## What you have to do
Look through the material below and show every line with the word "windows".

· · ·

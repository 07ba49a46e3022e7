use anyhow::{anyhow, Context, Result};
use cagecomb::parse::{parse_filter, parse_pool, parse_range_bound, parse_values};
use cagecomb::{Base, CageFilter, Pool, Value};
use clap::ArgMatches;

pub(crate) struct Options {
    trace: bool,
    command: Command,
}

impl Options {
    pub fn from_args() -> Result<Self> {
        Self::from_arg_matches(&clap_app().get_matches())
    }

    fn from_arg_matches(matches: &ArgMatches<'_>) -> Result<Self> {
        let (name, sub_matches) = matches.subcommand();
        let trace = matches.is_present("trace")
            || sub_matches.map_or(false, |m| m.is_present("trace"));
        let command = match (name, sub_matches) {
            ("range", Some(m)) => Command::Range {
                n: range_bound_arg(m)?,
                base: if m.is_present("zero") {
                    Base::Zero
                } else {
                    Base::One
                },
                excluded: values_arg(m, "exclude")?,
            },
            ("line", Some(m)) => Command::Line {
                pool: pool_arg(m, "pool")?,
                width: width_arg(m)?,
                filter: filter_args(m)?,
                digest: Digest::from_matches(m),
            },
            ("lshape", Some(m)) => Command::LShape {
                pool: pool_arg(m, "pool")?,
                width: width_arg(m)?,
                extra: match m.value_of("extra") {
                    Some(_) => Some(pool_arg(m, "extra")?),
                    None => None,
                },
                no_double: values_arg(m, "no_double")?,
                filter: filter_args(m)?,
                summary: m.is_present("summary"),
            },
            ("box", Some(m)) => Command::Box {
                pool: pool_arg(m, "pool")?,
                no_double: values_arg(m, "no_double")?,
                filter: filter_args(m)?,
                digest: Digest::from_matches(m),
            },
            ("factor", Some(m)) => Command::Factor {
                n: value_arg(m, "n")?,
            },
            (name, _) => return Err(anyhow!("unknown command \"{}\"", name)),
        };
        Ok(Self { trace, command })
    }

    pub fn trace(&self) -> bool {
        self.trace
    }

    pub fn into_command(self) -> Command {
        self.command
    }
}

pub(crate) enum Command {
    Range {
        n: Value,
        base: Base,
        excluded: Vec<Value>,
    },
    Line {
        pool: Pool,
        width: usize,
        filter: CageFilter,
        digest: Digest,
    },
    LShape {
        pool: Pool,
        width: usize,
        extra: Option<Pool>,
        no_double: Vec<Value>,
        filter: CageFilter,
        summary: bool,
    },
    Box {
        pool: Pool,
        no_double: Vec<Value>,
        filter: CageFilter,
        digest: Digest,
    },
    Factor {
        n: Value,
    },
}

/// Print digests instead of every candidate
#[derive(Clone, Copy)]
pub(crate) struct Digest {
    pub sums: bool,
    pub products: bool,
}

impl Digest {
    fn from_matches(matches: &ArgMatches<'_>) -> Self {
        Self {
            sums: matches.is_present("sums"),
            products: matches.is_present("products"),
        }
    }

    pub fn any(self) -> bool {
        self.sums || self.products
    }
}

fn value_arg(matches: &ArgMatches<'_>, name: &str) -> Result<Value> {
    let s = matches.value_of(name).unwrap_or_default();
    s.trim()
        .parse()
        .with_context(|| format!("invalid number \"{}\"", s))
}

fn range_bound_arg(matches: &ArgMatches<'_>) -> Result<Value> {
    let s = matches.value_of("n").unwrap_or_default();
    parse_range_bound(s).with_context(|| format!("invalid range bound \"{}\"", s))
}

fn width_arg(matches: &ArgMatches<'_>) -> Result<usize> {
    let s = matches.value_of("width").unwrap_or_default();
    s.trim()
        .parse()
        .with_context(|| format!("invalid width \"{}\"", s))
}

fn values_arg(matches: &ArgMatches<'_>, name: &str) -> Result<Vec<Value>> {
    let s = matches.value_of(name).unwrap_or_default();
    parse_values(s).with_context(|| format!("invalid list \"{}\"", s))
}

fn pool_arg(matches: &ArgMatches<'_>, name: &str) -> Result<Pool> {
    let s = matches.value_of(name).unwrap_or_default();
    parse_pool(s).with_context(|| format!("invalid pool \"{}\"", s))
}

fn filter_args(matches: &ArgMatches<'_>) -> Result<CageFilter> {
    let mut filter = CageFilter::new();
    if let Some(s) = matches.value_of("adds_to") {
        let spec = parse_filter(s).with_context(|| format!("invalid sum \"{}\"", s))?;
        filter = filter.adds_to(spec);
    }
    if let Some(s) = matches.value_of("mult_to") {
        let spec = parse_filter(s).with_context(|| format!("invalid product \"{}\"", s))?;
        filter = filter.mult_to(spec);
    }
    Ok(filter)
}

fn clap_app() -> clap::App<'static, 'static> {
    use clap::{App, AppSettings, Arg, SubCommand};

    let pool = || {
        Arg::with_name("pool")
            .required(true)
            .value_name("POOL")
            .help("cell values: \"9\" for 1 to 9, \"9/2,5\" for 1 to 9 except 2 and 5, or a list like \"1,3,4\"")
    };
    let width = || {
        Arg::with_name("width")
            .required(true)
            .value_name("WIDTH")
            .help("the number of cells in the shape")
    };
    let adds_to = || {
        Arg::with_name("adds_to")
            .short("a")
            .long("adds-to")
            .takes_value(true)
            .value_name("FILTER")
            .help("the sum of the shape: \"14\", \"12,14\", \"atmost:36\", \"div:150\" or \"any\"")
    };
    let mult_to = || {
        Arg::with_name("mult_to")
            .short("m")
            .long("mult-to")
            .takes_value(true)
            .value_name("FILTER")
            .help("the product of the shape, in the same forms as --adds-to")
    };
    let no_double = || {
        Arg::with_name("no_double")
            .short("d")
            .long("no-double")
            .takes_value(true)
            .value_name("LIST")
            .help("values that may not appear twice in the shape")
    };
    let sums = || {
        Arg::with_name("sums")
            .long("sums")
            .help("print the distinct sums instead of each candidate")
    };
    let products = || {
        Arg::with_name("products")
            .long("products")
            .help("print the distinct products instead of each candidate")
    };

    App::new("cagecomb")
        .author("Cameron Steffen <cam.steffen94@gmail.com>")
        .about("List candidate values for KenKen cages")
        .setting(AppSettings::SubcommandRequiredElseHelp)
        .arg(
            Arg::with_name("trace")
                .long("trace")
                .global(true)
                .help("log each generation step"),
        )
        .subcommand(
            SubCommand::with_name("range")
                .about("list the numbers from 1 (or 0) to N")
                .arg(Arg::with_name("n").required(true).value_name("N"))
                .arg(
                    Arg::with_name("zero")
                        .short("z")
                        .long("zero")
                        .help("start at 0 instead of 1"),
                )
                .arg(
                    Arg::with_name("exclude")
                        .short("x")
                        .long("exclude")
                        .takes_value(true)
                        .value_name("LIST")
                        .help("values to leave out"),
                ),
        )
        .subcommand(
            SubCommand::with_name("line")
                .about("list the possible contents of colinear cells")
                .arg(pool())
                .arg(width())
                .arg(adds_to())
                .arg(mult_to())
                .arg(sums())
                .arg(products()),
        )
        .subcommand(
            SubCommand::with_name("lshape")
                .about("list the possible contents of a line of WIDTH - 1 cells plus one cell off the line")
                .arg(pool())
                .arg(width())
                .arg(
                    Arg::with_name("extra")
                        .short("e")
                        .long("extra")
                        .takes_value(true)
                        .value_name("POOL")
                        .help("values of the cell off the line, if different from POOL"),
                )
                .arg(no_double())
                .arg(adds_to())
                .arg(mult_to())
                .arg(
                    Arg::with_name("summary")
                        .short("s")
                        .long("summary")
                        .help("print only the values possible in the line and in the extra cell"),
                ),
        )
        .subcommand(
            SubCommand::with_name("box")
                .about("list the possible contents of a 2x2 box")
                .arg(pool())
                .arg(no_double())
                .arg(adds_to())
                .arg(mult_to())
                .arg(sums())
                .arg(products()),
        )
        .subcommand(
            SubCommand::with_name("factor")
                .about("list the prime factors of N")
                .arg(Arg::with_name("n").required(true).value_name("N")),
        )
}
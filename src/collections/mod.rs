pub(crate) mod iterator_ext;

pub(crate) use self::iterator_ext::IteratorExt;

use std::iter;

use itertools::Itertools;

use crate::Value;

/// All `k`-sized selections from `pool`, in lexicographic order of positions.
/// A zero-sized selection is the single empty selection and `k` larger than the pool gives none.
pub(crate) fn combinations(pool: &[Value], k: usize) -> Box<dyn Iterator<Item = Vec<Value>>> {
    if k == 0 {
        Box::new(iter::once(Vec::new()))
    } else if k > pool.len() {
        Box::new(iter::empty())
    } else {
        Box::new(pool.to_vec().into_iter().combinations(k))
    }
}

· · ·

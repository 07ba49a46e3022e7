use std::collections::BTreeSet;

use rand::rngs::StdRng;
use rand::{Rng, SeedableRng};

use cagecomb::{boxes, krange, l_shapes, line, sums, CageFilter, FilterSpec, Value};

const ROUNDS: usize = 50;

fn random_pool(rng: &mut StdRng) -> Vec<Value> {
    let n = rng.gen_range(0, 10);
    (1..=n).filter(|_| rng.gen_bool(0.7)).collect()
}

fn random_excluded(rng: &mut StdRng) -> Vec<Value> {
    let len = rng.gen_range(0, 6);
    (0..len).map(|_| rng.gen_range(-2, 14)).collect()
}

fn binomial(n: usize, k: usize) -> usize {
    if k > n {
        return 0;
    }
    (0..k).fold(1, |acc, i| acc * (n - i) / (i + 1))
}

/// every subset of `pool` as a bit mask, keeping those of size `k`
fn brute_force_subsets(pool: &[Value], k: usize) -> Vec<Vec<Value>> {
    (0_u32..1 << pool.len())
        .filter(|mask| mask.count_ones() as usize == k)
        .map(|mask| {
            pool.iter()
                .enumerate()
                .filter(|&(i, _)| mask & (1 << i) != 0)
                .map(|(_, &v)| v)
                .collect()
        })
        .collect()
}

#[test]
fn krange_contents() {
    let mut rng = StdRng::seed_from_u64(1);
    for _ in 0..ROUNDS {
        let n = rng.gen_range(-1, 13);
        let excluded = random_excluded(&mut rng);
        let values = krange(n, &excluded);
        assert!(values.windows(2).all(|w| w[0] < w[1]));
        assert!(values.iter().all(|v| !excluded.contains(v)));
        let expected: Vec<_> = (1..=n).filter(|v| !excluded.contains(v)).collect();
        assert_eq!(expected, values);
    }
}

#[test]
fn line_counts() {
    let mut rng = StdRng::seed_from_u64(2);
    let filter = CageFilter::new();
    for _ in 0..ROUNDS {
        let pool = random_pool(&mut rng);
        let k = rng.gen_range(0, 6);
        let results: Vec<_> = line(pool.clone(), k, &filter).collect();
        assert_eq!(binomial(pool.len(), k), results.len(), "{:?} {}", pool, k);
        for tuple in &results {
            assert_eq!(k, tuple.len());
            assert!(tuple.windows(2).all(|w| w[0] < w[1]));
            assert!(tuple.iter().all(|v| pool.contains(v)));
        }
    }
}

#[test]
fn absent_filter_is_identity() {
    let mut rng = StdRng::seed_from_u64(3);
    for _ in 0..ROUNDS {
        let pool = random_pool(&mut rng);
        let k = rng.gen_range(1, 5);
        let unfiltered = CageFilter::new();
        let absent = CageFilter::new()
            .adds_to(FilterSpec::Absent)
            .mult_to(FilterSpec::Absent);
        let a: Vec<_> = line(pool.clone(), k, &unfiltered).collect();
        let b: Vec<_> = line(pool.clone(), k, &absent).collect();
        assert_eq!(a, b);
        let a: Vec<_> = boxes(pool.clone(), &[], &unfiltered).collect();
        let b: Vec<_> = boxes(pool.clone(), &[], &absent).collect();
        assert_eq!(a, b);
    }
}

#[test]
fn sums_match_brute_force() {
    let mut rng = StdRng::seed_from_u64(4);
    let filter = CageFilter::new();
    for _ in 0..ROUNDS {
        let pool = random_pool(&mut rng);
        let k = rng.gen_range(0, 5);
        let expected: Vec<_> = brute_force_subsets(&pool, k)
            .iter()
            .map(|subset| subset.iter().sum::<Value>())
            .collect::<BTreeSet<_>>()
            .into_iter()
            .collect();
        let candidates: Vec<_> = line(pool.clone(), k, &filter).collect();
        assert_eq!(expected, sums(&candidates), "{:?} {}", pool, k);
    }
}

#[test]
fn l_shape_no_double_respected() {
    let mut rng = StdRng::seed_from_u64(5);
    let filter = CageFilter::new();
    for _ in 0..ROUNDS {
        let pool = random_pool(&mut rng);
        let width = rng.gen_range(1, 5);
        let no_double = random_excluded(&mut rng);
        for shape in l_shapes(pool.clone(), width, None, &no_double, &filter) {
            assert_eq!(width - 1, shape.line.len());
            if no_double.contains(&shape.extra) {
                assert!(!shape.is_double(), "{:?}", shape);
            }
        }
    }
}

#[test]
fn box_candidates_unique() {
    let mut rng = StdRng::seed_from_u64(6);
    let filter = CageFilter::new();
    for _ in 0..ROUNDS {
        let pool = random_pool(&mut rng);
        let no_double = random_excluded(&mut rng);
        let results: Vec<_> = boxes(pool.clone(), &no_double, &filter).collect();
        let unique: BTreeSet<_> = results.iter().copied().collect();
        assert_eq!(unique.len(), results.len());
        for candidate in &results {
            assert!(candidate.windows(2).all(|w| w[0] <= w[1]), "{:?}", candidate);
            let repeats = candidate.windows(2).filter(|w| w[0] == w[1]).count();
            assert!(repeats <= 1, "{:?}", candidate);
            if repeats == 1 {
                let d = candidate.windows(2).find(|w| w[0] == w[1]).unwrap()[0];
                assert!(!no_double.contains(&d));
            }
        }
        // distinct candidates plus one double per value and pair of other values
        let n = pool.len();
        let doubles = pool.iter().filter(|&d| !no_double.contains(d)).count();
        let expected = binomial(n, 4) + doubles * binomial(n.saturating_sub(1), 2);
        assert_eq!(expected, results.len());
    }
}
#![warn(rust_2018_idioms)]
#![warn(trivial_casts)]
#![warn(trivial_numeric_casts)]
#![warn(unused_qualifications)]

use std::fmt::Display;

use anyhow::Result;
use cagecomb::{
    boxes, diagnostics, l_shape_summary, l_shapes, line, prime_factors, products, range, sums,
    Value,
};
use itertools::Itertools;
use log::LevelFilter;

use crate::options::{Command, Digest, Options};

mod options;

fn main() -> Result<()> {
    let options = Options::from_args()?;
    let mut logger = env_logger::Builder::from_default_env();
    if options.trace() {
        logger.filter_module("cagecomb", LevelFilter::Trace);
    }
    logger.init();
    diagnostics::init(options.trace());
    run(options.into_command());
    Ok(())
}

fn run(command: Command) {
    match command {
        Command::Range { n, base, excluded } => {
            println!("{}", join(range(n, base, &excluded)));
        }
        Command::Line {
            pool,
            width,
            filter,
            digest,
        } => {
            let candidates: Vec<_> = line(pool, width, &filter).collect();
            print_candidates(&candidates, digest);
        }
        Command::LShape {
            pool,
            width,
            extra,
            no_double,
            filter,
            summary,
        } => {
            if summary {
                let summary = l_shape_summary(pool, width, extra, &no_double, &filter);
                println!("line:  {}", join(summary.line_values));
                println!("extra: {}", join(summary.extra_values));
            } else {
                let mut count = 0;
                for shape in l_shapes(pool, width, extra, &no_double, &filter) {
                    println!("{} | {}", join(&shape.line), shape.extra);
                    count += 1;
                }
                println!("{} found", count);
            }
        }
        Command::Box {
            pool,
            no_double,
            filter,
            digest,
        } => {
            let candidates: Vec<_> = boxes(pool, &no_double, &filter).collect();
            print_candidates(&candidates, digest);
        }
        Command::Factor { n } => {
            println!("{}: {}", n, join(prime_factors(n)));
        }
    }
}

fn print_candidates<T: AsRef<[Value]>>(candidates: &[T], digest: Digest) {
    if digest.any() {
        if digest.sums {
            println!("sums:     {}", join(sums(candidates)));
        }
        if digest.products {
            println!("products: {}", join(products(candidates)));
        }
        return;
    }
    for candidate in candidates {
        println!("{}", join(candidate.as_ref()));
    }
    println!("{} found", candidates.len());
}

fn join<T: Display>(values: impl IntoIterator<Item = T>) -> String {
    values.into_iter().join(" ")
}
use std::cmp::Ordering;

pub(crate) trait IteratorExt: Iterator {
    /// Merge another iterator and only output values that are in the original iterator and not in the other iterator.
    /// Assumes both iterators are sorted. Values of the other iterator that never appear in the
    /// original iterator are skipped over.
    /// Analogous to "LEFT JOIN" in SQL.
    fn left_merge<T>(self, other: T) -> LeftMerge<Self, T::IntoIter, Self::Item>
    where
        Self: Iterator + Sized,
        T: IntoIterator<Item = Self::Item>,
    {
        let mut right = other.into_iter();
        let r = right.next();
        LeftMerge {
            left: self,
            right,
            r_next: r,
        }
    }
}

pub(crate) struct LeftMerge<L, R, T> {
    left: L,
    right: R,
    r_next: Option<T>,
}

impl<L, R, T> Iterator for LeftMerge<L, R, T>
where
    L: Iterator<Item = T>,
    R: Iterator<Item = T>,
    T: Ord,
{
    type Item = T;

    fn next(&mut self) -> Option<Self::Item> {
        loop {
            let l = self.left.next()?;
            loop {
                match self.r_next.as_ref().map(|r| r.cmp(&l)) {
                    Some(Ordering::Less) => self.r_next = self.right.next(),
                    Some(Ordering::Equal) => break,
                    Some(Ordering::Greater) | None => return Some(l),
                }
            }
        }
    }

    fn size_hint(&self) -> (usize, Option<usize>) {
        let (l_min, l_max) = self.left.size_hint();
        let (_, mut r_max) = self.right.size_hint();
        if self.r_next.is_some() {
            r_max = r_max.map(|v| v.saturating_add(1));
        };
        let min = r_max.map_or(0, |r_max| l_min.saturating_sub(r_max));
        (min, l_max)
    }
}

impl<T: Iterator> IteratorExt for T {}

· · ·

## Task answer
        assert!(values.windows(2).all(|w| w[0] < w[1]));
            assert!(tuple.windows(2).all(|w| w[0] < w[1]));
            assert!(candidate.windows(2).all(|w| w[0] <= w[1]), "{:?}", candidate);
            let repeats = candidate.windows(2).filter(|w| w[0] == w[1]).count();
                let d = candidate.windows(2).find(|w| w[0] == w[1]).unwrap()[0];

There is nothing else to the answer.